Activation of Src Family Members Is Not Required for the Platelet-Derived Growth Factor β Receptor To Initiate Mitogenesis

The basal activity of Src family kinases is readily detectable throughout the cell cycle and increases by two- to fivefold upon acute stimulation of cells with growth factors such as platelet-derived growth factor. Previous reports have demonstrated a requirement for Src activity for the G(1)/S and G(2)/M transitions. With a chimeric α-β PDGF receptor (PDGFR) expressed in fibroblasts, we have investigated the importance of the PDGF-mediated increase in Src activity at the G(0)/G(1) transition for subsequent cell cycle events. A mutant PDGFR chimera that was not able to detectably associate with or activate Src was compromised in its ability to mediate tyrosine phosphorylation of receptor-associated signaling molecules and initiated a submaximal activation of Erk.

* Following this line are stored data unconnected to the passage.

/// Whether fields may be assigned after construction
#[derive(Debug, Clone, Copy, PartialEq, Eq, Hash, Default)]
pub enum Mutability {
    #[default]
    Mutable,
    /// Fields fixed at construction; instances are hashable
    Immutable,
}

/// Read-only value computed from an instance
#[derive(Clone)]
pub struct Property {
    name: String,
    compute: PropertyFn,
}

impl Property {
    #[inline]
    #[must_use]
    pub fn name(&self) -> &str {
        &self.name
    }

    #[must_use]
    pub fn compute(&self, instance: &Instance) -> Value {
        (self.compute)(instance)
    }
}

impl fmt::Debug for Property {
    fn fmt(&self, f: &mut fmt::Formatter<'_>) -> fmt::Result {
        f.debug_struct("Property").field("name", &self.name).finish()
    }
}

/// Declared structural type
pub struct ModelType {
    name: String,
    fields: Vec<Field>,
    mutability: Mutability,
    strict: bool,
    derive: Option<DeriveFn>,
    properties: Vec<Property>,
}
impl Field {
    fn new(name: impl Into<String>, kind: FieldKind) -> Self {
        let repr = !matches!(
            kind,
            FieldKind::Sequence { .. } | FieldKind::Set(_) | FieldKind::Mapping { .. }
        );
        let formatter = match kind {
            FieldKind::Date => Some(DEFAULT_DATE_FORMAT.to_string()),
            FieldKind::DateTime => Some(DEFAULT_DATETIME_FORMAT.to_string()),
            FieldKind::Time => Some(DEFAULT_TIME_FORMAT.to_string()),
            _ => None,
        };
        Self {
            name: name.into(),
            kind,
            required: true,
            default: FieldDefault::Nothing,
            key: None,
            formatter,
            repr,
            compare: true,
            validators: Vec::new(),
        }
    }

    pub fn bool(name: impl Into<String>) -> Self {
        Self::new(name, FieldKind::Bool)
    }

    pub fn int(name: impl Into<String>) -> Self {
        Self::new(name, FieldKind::Int)
    }

    pub fn float(name: impl Into<String>) -> Self {
        Self::new(name, FieldKind::Float)
    }

    pub fn string(name: impl Into<String>) -> Self {
        Self::new(name, FieldKind::String)
    }

    pub fn decimal(name: impl Into<String>) -> Self {
        Self::new(name, FieldKind::Decimal)
    }

    /// UUID field, optional by default with a fresh v4 UUID as its default
    pub fn uuid(name: impl Into<String>) -> Self {
        let mut field = Self::new(name, FieldKind::Uuid);
        field.required = false;
        field
    }

    pub fn url(name: impl Into<String>) -> Self {
        Self::new(name, FieldKind::Url)
    }

    /// Date field, formatted with `%Y-%m-%d` unless overridden
    pub fn date(name: impl Into<String>) -> Self {
        Self::new(name, FieldKind::Date)
    }

    /// Datetime field, formatted as ISO-8601 unless overridden
    pub fn datetime(name: impl Into<String>) -> Self {
        Self::new(name, FieldKind::DateTime)
    }

    /// Time field, formatted with `%H:%M:%S` unless overridden
    pub fn time(name: impl Into<String>) -> Self {
        Self::new(name, FieldKind::Time)
    }

    /// String field validated against `pattern`
    ///
    /// # Errors
    /// Returns [`DeclarationError::InvalidPattern`] if the pattern does not compile
    pub fn regex(name: impl Into<String>, pattern: &str) -> Result<Self, DeclarationError> {
        let name = name.into();
        let regex = Regex::new(&format!("^(?:{pattern})")).map_err(|e| {
            DeclarationError::InvalidPattern {
                field: name.clone(),
                reason: e.to_string(),
            }
        })?;
        Ok(Self::new(
            name,
            FieldKind::Regex {
                pattern: pattern.to_string(),
                regex,
            },
        ))
    }

    /// Nested model, enum or scalar of type `ty`
    pub fn child(name: impl Into<String>, ty: impl Into<Type>) -> Self {
        Self::new(name, FieldKind::Child(ty.into()))
    }

    pub fn sequence(name: impl Into<String>, ty: impl Into<Type>) -> Self {
        Self::new(
            name,
            FieldKind::Sequence {
                ty: ty.into(),
                nullable: false,
            },
        )
    }

    /// Sequence whose elements may be `Null` even when the field is required
    pub fn nullable_sequence(name: impl Into<String>, ty: impl Into<Type>) -> Self {
        Self::new(
            name,
            FieldKind::Sequence {
                ty: ty.into(),
                nullable: true,
            },
        )
    }

    pub fn set(name: impl Into<String>, ty: impl Into<Type>) -> Self {
        Self::new(name, FieldKind::Set(ty.into()))
    }

    /// Mapping of values keyed by their `child_key` field
    pub fn mapping(name: impl Into<String>, ty: impl Into<Type>, child_key: impl Into<String>) -> Self {
        Self::new(
            name,
            FieldKind::Mapping {
                ty: ty.into(),
                child_key: child_key.into(),
            },
        )
    }

    /// External name used in plain representations
    #[must_use]
    pub fn key(mut self, key: impl Into<String>) -> Self {
        self.key = Some(key.into());
        self
    }

    #[must_use]
    pub fn required(mut self, required: bool) -> Self {
        self.required = required;
        self
    }

    /// Shorthand for `required(false)`
    #[must_use]
    pub fn optional(self) -> Self {
        self.required(false)
    }

    #[must_use]
    pub fn default(mut self, value: impl Into<Value>) -> Self {
        self.default = FieldDefault::Value(value.into());
        self
    }

    #[must_use]
    pub fn default_with<F>(mut self, factory: F) -> Self
    where
        F: Fn() -> Value + Send + Sync + 'static,
    {
        self.default = FieldDefault::Factory(Arc::new(factory));
        self
    }

    #[must_use]
    pub fn formatter(mut self, formatter: impl Into<String>) -> Self {
        self.formatter = Some(formatter.into());
        self
    }

    /// Include in the instance's debug output
    #[must_use]
    pub fn repr(mut self, repr: bool) -> Self {
        self.repr = repr;
        self
    }

    /// Include in instance equality and hashing
    #[must_use]
    pub fn compare(mut self, compare: bool) -> Self {
        self.compare = compare;
        self
    }

    #[must_use]
    pub fn validator<F>(mut self, check: F) -> Self
    where
        F: Fn(&Value) -> Result<()> + Send + Sync + 'static,
    {
        self.validators.push(Arc::new(check));
        self
    }

    #[inline]
    #[must_use]
    pub fn name(&self) -> &str {
        &self.name
    }

    #[inline]
    #[must_use]
    pub fn kind(&self) -> &FieldKind {
        &self.kind
    }

    #[inline]
    #[must_use]
    pub fn is_required(&self) -> bool {
        self.required
    }

    /// Rename key, if one was configured
    #[inline]
    #[must_use]
    pub fn key_name(&self) -> Option<&str> {
        self.key.as_deref()
    }

    /// Key used in plain representations: the rename key or the field name
    #[inline]
    #[must_use]
    pub fn external_key(&self) -> &str {
        self.key.as_deref().unwrap_or(&self.name)
    }

    #[inline]
    #[must_use]
    pub fn formatter_name(&self) -> Option<&str> {
        self.formatter.as_deref()
    }

    #[inline]
    #[must_use]
    pub fn in_repr(&self) -> bool {
        self.repr
    }

    #[inline]
    #[must_use]
    pub fn in_compare(&self) -> bool {
        self.compare
    }

    #[inline]
    #[must_use]
    pub fn default_spec(&self) -> &FieldDefault {
        &self.default
    }

    /// Declared type of the value, or of the elements for container kinds
    #[must_use]
    pub fn value_type(&self) -> Type {
        match &self.kind {
            FieldKind::Bool => Type::Bool,
            FieldKind::Int => Type::Int,
            FieldKind::Float => Type::Float,
            FieldKind::String | FieldKind::Regex { .. } => Type::String,
            FieldKind::Decimal => Type::Decimal,
            FieldKind::Uuid => Type::Uuid,
            FieldKind::Url => Type::Url,
            FieldKind::Date => Type::Date,
            FieldKind::DateTime => Type::DateTime,
            FieldKind::Time => Type::Time,
            FieldKind::Child(ty)
            | FieldKind::Sequence { ty, .. }
            | FieldKind::Set(ty)
            | FieldKind::Mapping { ty, .. } => ty.clone(),
        }
    }

    /// Value used when construction receives none
    ///
    /// `None` means the field is required and has no default. Optional
    /// fields without an explicit default get their kind's empty value.
    #[must_use]
    pub fn default_value(&self) -> Option<Value> {
        match &self.default {
            FieldDefault::Value(v) => Some(v.clone()),
            FieldDefault::Factory(make) => Some(make()),
            FieldDefault::Nothing if self.required => None,
            FieldDefault::Nothing => Some(match self.kind {
                FieldKind::Sequence { .. } => Value::List(Vec::new()),
                FieldKind::Set(_) => Value::Set(IndexSet::new()),
                FieldKind::Mapping { .. } => Value::Map(IndexMap::new()),
                FieldKind::Uuid => Value::Uuid(Uuid::new_v4()),
                _ => Value::Null,
            }),
        }
    }

    fn element_allows_none(&self) -> bool {
        match self.kind {
            FieldKind::Sequence { nullable, .. } => nullable || !self.required,
            _ => !self.required,
        }
    }

    /// Normalise a raw value toward the field's kind
    ///
    /// Container kinds always produce a typed container, turning `Null` into
    /// an empty one. Values a scalar converter cannot handle are left for the
    /// validator to reject.
    ///
    /// # Errors
    /// Returns [`ModelError::Conversion`] when parsing or nested coercion
    /// fails, and [`ModelError::TypeMismatch`] for a container element or
    /// mapping input of the wrong shape
    pub fn convert(&self, value: Value) -> Result<Value> {
        match &self.kind {
            FieldKind::Sequence { ty, .. } => {
                let items = self.iterable(value)?;
                let items = items
                    .into_iter()
                    .map(|item| coerce_nested(ty, item))
                    .collect::<Result<Vec<_>>>()?;
                TypedSequence::from_items(ty.clone(), self.element_allows_none(), items)
                    .map(Value::Sequence)
            }
            FieldKind::Set(ty) => {
                let items = self.iterable(value)?;
                let items = items
                    .into_iter()
                    .map(|item| coerce_nested(ty, item))
                    .collect::<Result<Vec<_>>>()?;
                TypedSet::from_items(ty.clone(), self.element_allows_none(), items)
                    .map(Value::TypedSet)
            }
            FieldKind::Mapping { ty, child_key } => self.convert_mapping(ty, child_key, value),
            _ if value.is_null() => Ok(value),
            FieldKind::Child(ty) => coerce_nested(ty, value),
            FieldKind::Bool => Ok(value),
            _ => convert_scalar(&self.value_type(), value, self.formatter.as_deref()),
        }
    }

    fn iterable(&self, value: Value) -> Result<Vec<Value>> {
        match value {
            Value::Null => Ok(Vec::new()),
            Value::List(items) => Ok(items),
            Value::Sequence(seq) => Ok(seq.into_items()),
            Value::Set(items) => Ok(items.into_iter().collect()),
            Value::TypedSet(set) => Ok(set.into_items().into_iter().collect()),
            other => Err(ModelError::type_mismatch(
                format!("field '{}'", self.name),
                "list or set",
                other.type_name(),
            )),
        }
    }

    fn convert_mapping(&self, ty: &Type, child_key: &str, value: Value) -> Result<Value> {
        let map = match value {
            Value::Mapping(mapping) => return Ok(Value::Mapping(mapping)),
            Value::Null => IndexMap::new(),
            Value::Map(map) => map,
            other => {
                return Err(ModelError::type_mismatch(
                    format!("field '{}'", self.name),
                    "map",
                    other.type_name(),
                ))
            }
        };
        let injected_key = Value::from(child_external_key(ty, child_key));
        let mut pairs = Vec::with_capacity(map.len());
        for (key, item) in map {
            let item = match item {
                Value::Map(mut inner) => {
                    inner.insert(injected_key.clone(), key.clone());
                    coerce_nested(ty, Value::Map(inner))?
                }
                other => other,
            };
            pairs.push((key, item));
        }
        TypedMapping::from_pairs(
            ty.clone(),
            Some(child_key.to_string()),
            self.element_allows_none(),
            pairs,
        )
        .map(Value::Mapping)
    }

    /// Check a converted value
    ///
    /// # Errors
    /// Returns [`ModelError::TypeMismatch`] if the value has the wrong type,
    /// is `Null` for a required field, or fails the pattern; errors from
    /// extra validators are returned as they are
    pub fn validate(&self, model: &str, value: &Value) -> Result<()> {
        let context = || format!("{model}.{}", self.name);
        if value.is_null() {
            if self.required {
                return Err(ModelError::type_mismatch(context(), self.expected_name(), "null"));
            }
            return Ok(());
        }
        if let (FieldKind::Regex { pattern, regex }, Value::String(text)) = (&self.kind, value) {
            if !regex.is_match(text) {
                return Err(ModelError::type_mismatch(
                    context(),
                    format!("text matching '{pattern}'"),
                    value.repr(),
                ));
            }
        }
        let accepted = match &self.kind {
            FieldKind::Sequence { .. } => matches!(value, Value::Sequence(_)),
            FieldKind::Set(_) => matches!(value, Value::TypedSet(_)),
            FieldKind::Mapping { .. } => matches!(value, Value::Mapping(_)),
            _ => self.value_type().matches(value),
        };
        if !accepted {
            return Err(ModelError::type_mismatch(
                context(),
                self.expected_name(),
                value.type_name(),
            ));
        }
        self.validators.iter().try_for_each(|check| check(value))
    }

    fn expected_name(&self) -> String {
        match &self.kind {
            FieldKind::Sequence { ty, .. } => format!("sequence<{ty}>"),
            FieldKind::Set(ty) => format!("set<{ty}>"),
            FieldKind::Mapping { ty, .. } => format!("mapping<{ty}>"),
            _ => self.value_type().to_string(),
        }
    }
}
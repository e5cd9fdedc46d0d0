//! TOML adapter
//!
//! TOML has no null, so `Null` values are dropped on encode. Non-string keys
//! are written as text, and TOML datetimes decode to their RFC 3339 text for
//! the date/time field converters to parse.

use std::io::Read;

use modelkit_core::{to_dict, Kwargs, Options, Type, Value};

use crate::decode::finish;
use crate::error::Result;

fn to_toml_value(value: &Value) -> Option<::toml::Value> {
    let converted = match value {
        Value::Null => return None,
        Value::Bool(b) => ::toml::Value::Boolean(*b),
        Value::Int(i) => ::toml::Value::Integer(*i),
        Value::Float(f) => ::toml::Value::Float(*f),
        Value::String(s) => ::toml::Value::String(s.clone()),
        Value::List(items) => ::toml::Value::Array(items.iter().filter_map(to_toml_value).collect()),
        Value::Set(items) => ::toml::Value::Array(items.iter().filter_map(to_toml_value).collect()),
        Value::Map(map) => {
            let mut table = ::toml::map::Map::new();
            for (key, value) in map {
                if let Some(converted) = to_toml_value(value) {
                    let key = match key {
                        Value::String(s) => s.clone(),
                        Value::Bool(b) => b.to_string(),
                        other => other.to_string(),
                    };
                    table.insert(key, converted);
                }
            }
            ::toml::Value::Table(table)
        }
        other => ::toml::Value::String(other.to_string()),
    };
    Some(converted)
}

fn from_toml_value(value: ::toml::Value) -> Value {
    match value {
        ::toml::Value::String(s) => Value::String(s),
        ::toml::Value::Integer(i) => Value::Int(i),
        ::toml::Value::Float(f) => Value::Float(f),
        ::toml::Value::Boolean(b) => Value::Bool(b),
        ::toml::Value::Datetime(dt) => Value::String(dt.to_string()),
        ::toml::Value::Array(items) => Value::List(items.into_iter().map(from_toml_value).collect()),
        ::toml::Value::Table(table) => Value::Map(
            table
                .into_iter()
                .map(|(k, v)| (Value::String(k), from_toml_value(v)))
                .collect(),
        ),
    }
}

/// Encode a value as a TOML document
///
/// # Errors
/// Returns dispatch failures and TOML encoding failures, including a
/// top-level value that is not a mapping
pub fn to_toml(value: &Value, options: &Options) -> Result<String> {
    let plain = to_dict(value, options)?;
    let document = to_toml_value(&plain).unwrap_or_else(|| ::toml::Value::Table(::toml::map::Map::new()));
    Ok(::toml::to_string(&document)?)
}

/// Decode TOML text and coerce it into `ty`
///
/// # Errors
/// Returns TOML decoding failures and coercion failures
pub fn from_toml(text: &str, ty: &Type) -> Result<Value> {
    from_toml_with_extras(text, ty, Kwargs::new())
}

/// Decode TOML from a reader and coerce it into `ty`
///
/// # Errors
/// Returns read failures, TOML decoding failures and coercion failures
pub fn from_toml_reader<R: Read>(mut reader: R, ty: &Type) -> Result<Value> {
    let mut text = String::new();
    reader.read_to_string(&mut text)?;
    from_toml(&text, ty)
}

/// Decode TOML text, merge `extras` into the top-level table, then coerce
///
/// # Errors
/// Returns TOML decoding failures and coercion failures
pub fn from_toml_with_extras(text: &str, ty: &Type, extras: Kwargs) -> Result<Value> {
    let table: ::toml::Table = ::toml::from_str(text)?;
    finish(from_toml_value(::toml::Value::Table(table)), ty, extras)
}

#[cfg(test)]
mod tests {
    use super::*;
    use pretty_assertions::assert_eq;

    #[test]
    fn null_values_are_dropped() {
        let value = Value::map([
            ("name", Value::from("store")),
            ("closed", Value::Null),
            ("counts", Value::list([Value::Int(1), Value::Null, Value::Int(2)])),
        ]);
        let text = to_toml(&value, &Options::new()).unwrap();
        assert_eq!(text, "name = \"store\"\ncounts = [1, 2]\n");
    }

    #[test]
    fn datetimes_decode_to_text() {
        let value = from_toml("opened = 1979-05-27T07:32:00\nday = 2017-12-18\n", &Type::Any).unwrap();
        assert_eq!(value.get("opened"), Some(&Value::from("1979-05-27T07:32:00")));
        assert_eq!(value.get("day"), Some(&Value::from("2017-12-18")));
    }

    #[test]
    fn tables_round_trip() {
        let text = "[days.monday]\nopen = \"09:00\"\n";
        let value = from_toml(text, &Type::Any).unwrap();
        assert_eq!(
            value,
            Value::map([("days", Value::map([("monday", Value::map([("open", "09:00")]))]))])
        );
        let again = from_toml(&to_toml(&value, &Options::new()).unwrap(), &Type::Any).unwrap();
        assert_eq!(again, value);
    }
}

In contrast to these early cell cycle events, later responses such as entry of cells into S phase and cell proliferation proceeded normally when Src activity did not increase following acute stimulation with PDGF. We conclude that the initial burst of Src activity is required for efficient tyrosine phosphorylation of receptor-associated proteins such as PLCγ, RasGAP, Shc, and SHP-2 and for maximal activation of Erk. Surprisingly, these events are not required for PDGF-dependent cell proliferation. Finally, later cell cycle events do not require that Src be activated at the G(0)/G(1) transition and leave open the possibility that events such as the G(1)/S transition require the basal Src activity and/or activation of Src at later times in G(1).